The biggest flaw with the gameplay was the fact that nothing interactable was visible until you moused over it. This took the pixel hunt, one of the greatest flaws of point-and-click games, and turned it into a nightmare of frustration. I understand that this is to represent Koishi's 3rd eye being sealed off, but it made the game borderline unplayable even with the hint book. I would have made everything visible, but kept the "wire mode" look of everything to represent the use of echolocation. The hitbox issues are also present on 2.5; it seemed like the problem was the hitbox being the exact shape of the object, so for objects with lots of lines it would be hard to figure out where to put the mouse so that it would stay triggered. The solution there would just be to have the hitbox be a rectangle slightly bigger than the object.

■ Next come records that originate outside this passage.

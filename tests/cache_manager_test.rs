#![cfg(unix)]

mod common;

use std::{
    path::Path,
    sync::{
        Arc,
        atomic::{AtomicBool, Ordering},
    },
    time::Duration,
};

use common::*;
use trackstream::{
    cache::{CacheKey, EntryState},
    error::{ProviderError, StreamError},
    providers::Provider,
    session::StreamSession,
};

/// Eviction deletes files after leaving the index lock; give it a moment.
async fn wait_until_gone(path: &Path) -> bool {
    for _ in 0..100 {
        if !path.exists() {
            return true;
        }
        tokio::time::sleep(Duration::from_millis(10)).await;
    }
    !path.exists()
}

#[tokio::test(flavor = "multi_thread", worker_threads = 4)]
async fn concurrent_requests_share_one_fetch() {
    let dir = tempfile::tempdir().unwrap();
    let query = song_a();
    let source = write_source(dir.path(), "source.flac", 300_000);
    let provider = MockProvider::slow(
        "tidal",
        file_source("tidal", &source, &query),
        Duration::from_millis(100),
    );
    let pipeline = pipeline(
        vec![provider.clone() as Arc<dyn Provider>],
        passthrough_encoder(),
    );
    let cache = open_cache(&dir.path().join("cache"), 10_000_000, pipeline).await;

    let mut readers = Vec::new();
    for _ in 0..8 {
        let cache = cache.clone();
        let query = query.clone();
        readers.push(tokio::spawn(async move { fetch_all(&cache, &query).await }));
    }

    let expected = std::fs::read(&source).unwrap();
    for reader in readers {
        let bytes = reader.await.unwrap().unwrap();
        assert_eq!(bytes.len(), expected.len());
        assert!(bytes == expected, "reader observed bytes out of order");
    }

    assert_eq!(provider.calls(), 1);
    assert_eq!(cache.pipeline().transcoder().jobs_started(), 1);

    let key = CacheKey::derive(&query).unwrap();
    assert_eq!(cache.state(&key), EntryState::Ready);
    let on_disk = std::fs::metadata(cache.path_for(&key)).unwrap().len();
    assert_eq!(on_disk, expected.len() as u64);
}

#[tokio::test]
async fn second_request_is_served_from_cache_without_providers() {
    let dir = tempfile::tempdir().unwrap();
    let query = song_a();
    let source = write_source(dir.path(), "source.flac", 50_000);

    let deezer = MockProvider::failing("deezer", ProviderError::NotFound);
    let tidal = MockProvider::found("tidal", file_source("tidal", &source, &query));
    let pipeline = pipeline(
        vec![
            deezer.clone() as Arc<dyn Provider>,
            tidal.clone() as Arc<dyn Provider>,
        ],
        passthrough_encoder(),
    );
    let cache = open_cache(&dir.path().join("cache"), 10_000_000, pipeline).await;
    assert_eq!(cache.pipeline().transcoder().bitrate(), "320k");

    let first = fetch_all(&cache, &query).await.unwrap();
    assert_eq!(first.len(), 50_000);
    assert_eq!((deezer.calls(), tidal.calls()), (1, 1));

    let handle = cache.acquire(&query).unwrap();
    assert_eq!(handle.state(), EntryState::Ready);
    assert_eq!(handle.len(), Some(50_000));

    let second = drain(StreamSession::open(handle)).await.unwrap();
    assert_eq!(second, first);
    assert_eq!((deezer.calls(), tidal.calls()), (1, 1));
    assert_eq!(cache.pipeline().transcoder().jobs_started(), 1);
}

#[tokio::test]
async fn session_reads_a_growing_file() {
    let dir = tempfile::tempdir().unwrap();
    let query = song_a();
    let source = write_source(dir.path(), "source.flac", 20_000);
    let provider = MockProvider::found("tidal", file_source("tidal", &source, &query));
    let pipeline = pipeline(
        vec![provider as Arc<dyn Provider>],
        stalling_encoder(1_000, "0.5"),
    );
    let cache = open_cache(&dir.path().join("cache"), 10_000_000, pipeline).await;

    let mut session = StreamSession::open(cache.acquire(&query).unwrap());
    session.prime().await.unwrap();

    // the encoder is paused after its first kilobyte
    assert_eq!(session.content_length(), None);
    assert!(session.position() <= 1_000);
    assert_eq!(
        cache.state(&CacheKey::derive(&query).unwrap()),
        EntryState::Fetching
    );

    let bytes = drain(session).await.unwrap();
    assert_eq!(bytes, std::fs::read(&source).unwrap());
}

#[tokio::test]
async fn killed_encoder_fails_every_reader_and_next_request_starts_fresh() {
    let dir = tempfile::tempdir().unwrap();
    let query = song_a();
    let source = write_source(dir.path(), "source.flac", 5_000);
    let provider = MockProvider::found("tidal", file_source("tidal", &source, &query));
    let pipeline = pipeline(
        vec![provider.clone() as Arc<dyn Provider>],
        crashing_encoder(1_000),
    );
    let cache = open_cache(&dir.path().join("cache"), 10_000_000, pipeline).await;
    let key = CacheKey::derive(&query).unwrap();

    let a = StreamSession::open(cache.acquire(&query).unwrap());
    let b = StreamSession::open(cache.acquire(&query).unwrap());
    let (a, b) = tokio::join!(drain(a), drain(b));

    assert!(matches!(a, Err(StreamError::EncodeProcess(_))), "{:?}", a);
    assert_eq!(a, b);
    assert_eq!(cache.state(&key), EntryState::Failed);
    assert_eq!(provider.calls(), 1);

    let snapshot = cache.snapshot();
    assert_eq!(snapshot.len(), 1);
    assert!(snapshot[0].error.is_some());
    assert!(!dir.path().join("cache").join(format!("{}.part", key)).exists());

    let retry = fetch_all(&cache, &query).await;
    assert!(matches!(retry, Err(StreamError::EncodeProcess(_))));
    assert_eq!(provider.calls(), 2);
    assert_eq!(cache.pipeline().transcoder().jobs_started(), 2);
}

#[tokio::test]
async fn failed_entry_is_refetched_without_stale_data() {
    let dir = tempfile::tempdir().unwrap();
    let query = song_a();
    let source = dir.path().join("late.flac");
    let provider = MockProvider::found("tidal", file_source("tidal", &source, &query));
    let pipeline = pipeline(
        vec![provider.clone() as Arc<dyn Provider>],
        passthrough_encoder(),
    );
    let cache = open_cache(&dir.path().join("cache"), 10_000_000, pipeline).await;

    let missing = fetch_all(&cache, &query).await;
    assert!(matches!(missing, Err(StreamError::SourceRead(_))), "{:?}", missing);

    write_source(dir.path(), "late.flac", 4_000);
    let bytes = fetch_all(&cache, &query).await.unwrap();
    assert_eq!(bytes, std::fs::read(&source).unwrap());
    assert_eq!(provider.calls(), 2);
    assert_eq!(
        cache.state(&CacheKey::derive(&query).unwrap()),
        EntryState::Ready
    );
}

#[tokio::test]
async fn sweep_evicts_least_recently_used_idle_entries() {
    let dir = tempfile::tempdir().unwrap();
    let first = song("First", "ISRC0001");
    let second = song("Second", "ISRC0002");
    let first_src = write_source(dir.path(), "first.flac", 2_000);
    let second_src = write_source(dir.path(), "second.flac", 2_000);

    let provider = MockProvider::catalog(
        "tidal",
        vec![
            file_source("tidal", &first_src, &first),
            file_source("tidal", &second_src, &second),
        ],
    );
    let pipeline = pipeline(vec![provider as Arc<dyn Provider>], passthrough_encoder());
    let cache = open_cache(&dir.path().join("cache"), 3_000, pipeline).await;

    fetch_all(&cache, &first).await.unwrap();
    tokio::time::sleep(Duration::from_millis(20)).await;
    fetch_all(&cache, &second).await.unwrap();

    let first_key = CacheKey::derive(&first).unwrap();
    let second_key = CacheKey::derive(&second).unwrap();

    // the sweep after the second entry completed already made room
    let report = cache.sweep().await;
    assert!(report.evicted.is_empty());
    assert_eq!(report.remaining, 2_000);

    assert_eq!(cache.state(&first_key), EntryState::Empty);
    assert_eq!(cache.state(&second_key), EntryState::Ready);
    assert!(cache.ready_bytes() <= 3_000);
    assert!(wait_until_gone(&cache.path_for(&first_key)).await);
    assert!(cache.path_for(&second_key).exists());
}

#[tokio::test]
async fn entries_with_readers_are_never_evicted() {
    let dir = tempfile::tempdir().unwrap();
    let query = song_a();
    let source = write_source(dir.path(), "source.flac", 2_000);
    let pipeline = pipeline(
        vec![MockProvider::found("tidal", file_source("tidal", &source, &query)) as Arc<dyn Provider>],
        passthrough_encoder(),
    );
    let cache = open_cache(&dir.path().join("cache"), 1_000, pipeline).await;
    let key = CacheKey::derive(&query).unwrap();

    let held = cache.acquire(&query).unwrap();
    let reader = cache.acquire(&query).unwrap();
    drain(StreamSession::open(reader)).await.unwrap();

    let report = cache.sweep().await;
    assert!(report.evicted.is_empty());
    assert_eq!(report.remaining, 2_000);
    assert_eq!(cache.state(&key), EntryState::Ready);
    assert!(matches!(cache.remove(&key).await, Err(StreamError::Busy(_))));

    cache.release(held);
    let report = cache.sweep().await;
    assert_eq!(report.evicted, vec![key.clone()]);
    assert_eq!(report.freed, 2_000);
    assert_eq!(cache.state(&key), EntryState::Empty);
    assert!(!cache.path_for(&key).exists());
}

#[tokio::test(flavor = "multi_thread", worker_threads = 4)]
async fn sweeps_racing_new_readers_never_pull_a_file_from_under_them() {
    let dir = tempfile::tempdir().unwrap();
    let query = song_a();
    let source = write_source(dir.path(), "source.flac", 20_000);
    let provider = MockProvider::found("tidal", file_source("tidal", &source, &query));
    let pipeline = pipeline(
        vec![provider.clone() as Arc<dyn Provider>],
        passthrough_encoder(),
    );
    // a single entry is already over budget, so every idle moment is a victim
    let cache = open_cache(&dir.path().join("cache"), 1_000, pipeline).await;
    let expected = std::fs::read(&source).unwrap();

    let stop = Arc::new(AtomicBool::new(false));
    let sweeper = {
        let cache = cache.clone();
        let stop = stop.clone();
        tokio::spawn(async move {
            while !stop.load(Ordering::SeqCst) {
                cache.sweep().await;
                tokio::task::yield_now().await;
            }
        })
    };

    let mut readers = Vec::new();
    for _ in 0..6 {
        let cache = cache.clone();
        let query = query.clone();
        readers.push(tokio::spawn(async move {
            let mut results = Vec::new();
            for _ in 0..15 {
                results.push(fetch_all(&cache, &query).await);
            }
            results
        }));
    }

    for reader in readers {
        for result in reader.await.unwrap() {
            match result {
                Ok(bytes) => assert!(bytes == expected, "reader observed a torn file"),
                Err(e) => panic!("session failed while sweeps were running: {:?}", e),
            }
        }
    }
    stop.store(true, Ordering::SeqCst);
    sweeper.await.unwrap();
    assert!(provider.calls() >= 1);
    cache.sweep().await;
    let key = CacheKey::derive(&query).unwrap();
    assert_eq!(cache.state(&key), EntryState::Empty);
    assert!(wait_until_gone(&cache.path_for(&key)).await);
}

#[tokio::test]
async fn index_is_rebuilt_from_the_cache_directory() {
    let dir = tempfile::tempdir().unwrap();
    let cache_dir = dir.path().join("cache");
    let query = song_a();
    let source = write_source(dir.path(), "source.flac", 8_000);
    let provider = MockProvider::found("tidal", file_source("tidal", &source, &query));
    let pipeline = pipeline(
        vec![provider.clone() as Arc<dyn Provider>],
        passthrough_encoder(),
    );
    let cache = open_cache(&cache_dir, 10_000_000, pipeline.clone()).await;
    fetch_all(&cache, &query).await.unwrap();
    drop(cache);

    std::fs::write(cache_dir.join("ext-STALE1.part"), b"half").unwrap();
    std::fs::write(cache_dir.join("notes.txt"), b"keep me").unwrap();

    let cache = open_cache(&cache_dir, 10_000_000, pipeline).await;
    let key = CacheKey::derive(&query).unwrap();

    let snapshot = cache.snapshot();
    assert_eq!(snapshot.len(), 1);
    assert_eq!(snapshot[0].key, key);
    assert_eq!(snapshot[0].state, EntryState::Ready);
    assert_eq!(snapshot[0].size, 8_000);
    assert!(!cache_dir.join("ext-STALE1.part").exists());
    assert!(cache_dir.join("notes.txt").exists());

    let bytes = fetch_all(&cache, &query).await.unwrap();
    assert_eq!(bytes.len(), 8_000);
    assert_eq!(provider.calls(), 1);
}

#[tokio::test]
async fn remove_deletes_idle_entries() {
    let dir = tempfile::tempdir().unwrap();
    let query = song_a();
    let source = write_source(dir.path(), "source.flac", 1_500);
    let pipeline = pipeline(
        vec![MockProvider::found("tidal", file_source("tidal", &source, &query)) as Arc<dyn Provider>],
        passthrough_encoder(),
    );
    let cache = open_cache(&dir.path().join("cache"), 10_000_000, pipeline).await;
    let key = CacheKey::derive(&query).unwrap();

    fetch_all(&cache, &query).await.unwrap();

    let mut session = StreamSession::open(cache.acquire(&query).unwrap());
    assert!(session.read().await.unwrap().is_some());
    assert!(matches!(cache.remove(&key).await, Err(StreamError::Busy(_))));
    session.close();

    assert_eq!(cache.remove(&key).await, Ok(true));
    assert!(!cache.path_for(&key).exists());
    assert_eq!(cache.remove(&key).await, Ok(false));
    assert!(cache.snapshot().is_empty());
}

#[tokio::test]
async fn queries_without_identity_are_rejected() {
    let dir = tempfile::tempdir().unwrap();
    let pipeline = pipeline(vec![], passthrough_encoder());
    let cache = open_cache(dir.path(), 1_000, pipeline).await;

    let result = cache.acquire(&trackstream::types::TrackQuery::default());
    assert!(matches!(result, Err(StreamError::InvalidQuery(_))));
}

#[tokio::test]
async fn cache_write_failure_fails_readers_and_is_retried() {
    let dir = tempfile::tempdir().unwrap();
    let cache_dir = dir.path().join("cache");
    let query = song_a();
    let source = write_source(dir.path(), "source.flac", 3_000);
    let provider = MockProvider::found("tidal", file_source("tidal", &source, &query));
    let pipeline = pipeline(
        vec![provider.clone() as Arc<dyn Provider>],
        passthrough_encoder(),
    );
    let cache = open_cache(&cache_dir, 10_000_000, pipeline).await;
    let key = CacheKey::derive(&query).unwrap();

    // a directory where the partial file belongs cannot be replaced
    let blocker = cache_dir.join(format!("{}.part", key));
    std::fs::create_dir(&blocker).unwrap();

    let failed = fetch_all(&cache, &query).await;
    assert!(matches!(failed, Err(StreamError::CacheWrite(_))), "{:?}", failed);
    assert_eq!(cache.state(&key), EntryState::Failed);

    std::fs::remove_dir(&blocker).unwrap();
    let bytes = fetch_all(&cache, &query).await.unwrap();
    assert_eq!(bytes.len(), 3_000);
    assert_eq!(provider.calls(), 2);
}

Another issue I had was with how progression works. Several times I had the idea to do something, but it wouldn't work. Then after doing something else completely unrelated, a flag would be triggered and now I could go back and do the thing I originally planned on. However, since it didn't work the first time, I assumed that what I did originally wasn't the solution. A good example is how you move Orin; I had the combined item you need pretty early on and was trying to use it on the spot you had to use it on, but it turned out you can't do that until you trigger a completely different event all the way across the map. This is the main reason I used the hint book, along with the visibility/hitbox issues. To fix this, I guess make it possible to do stuff out of order within limits. For example, as long as I have the needed items and have already tried to get Orin's cart, I think I should be allowed to do the thing that actually moves her. Having more freedom in the order you do things would have made the game a lot more intuitive for me, and I might have been able to not have to rely on the hint book so much.
The visuals were alright, though it was hard to tell what some objects were supposed to be, which compounded the issues with objects being invisible. A possible solution would be to use grayscale for object sprites, so you could have more details on them. The full color art in the ending was very cute and made getting to the ending worth it.
The audio was probably the best category; the music actually felt like the kind of music that would be in a classic adventure game. The very MIDI-sounding remix of Koishi's theme with a bit of dissonance stood out in a positive sense. The sheer amount of voiced lines was impressive. I did notice that sometimes a line would not be voiced that I'd be expect, such as a line in between two voiced lines in a Koishi monologue. Also, the audio quality on the voice lines was very inconsistent. I don't know if it was due to the VA's mic quality, or the sound files being compressed, but it sounded very crunchy and some characters I couldn't understand what they were saying without the subtitles.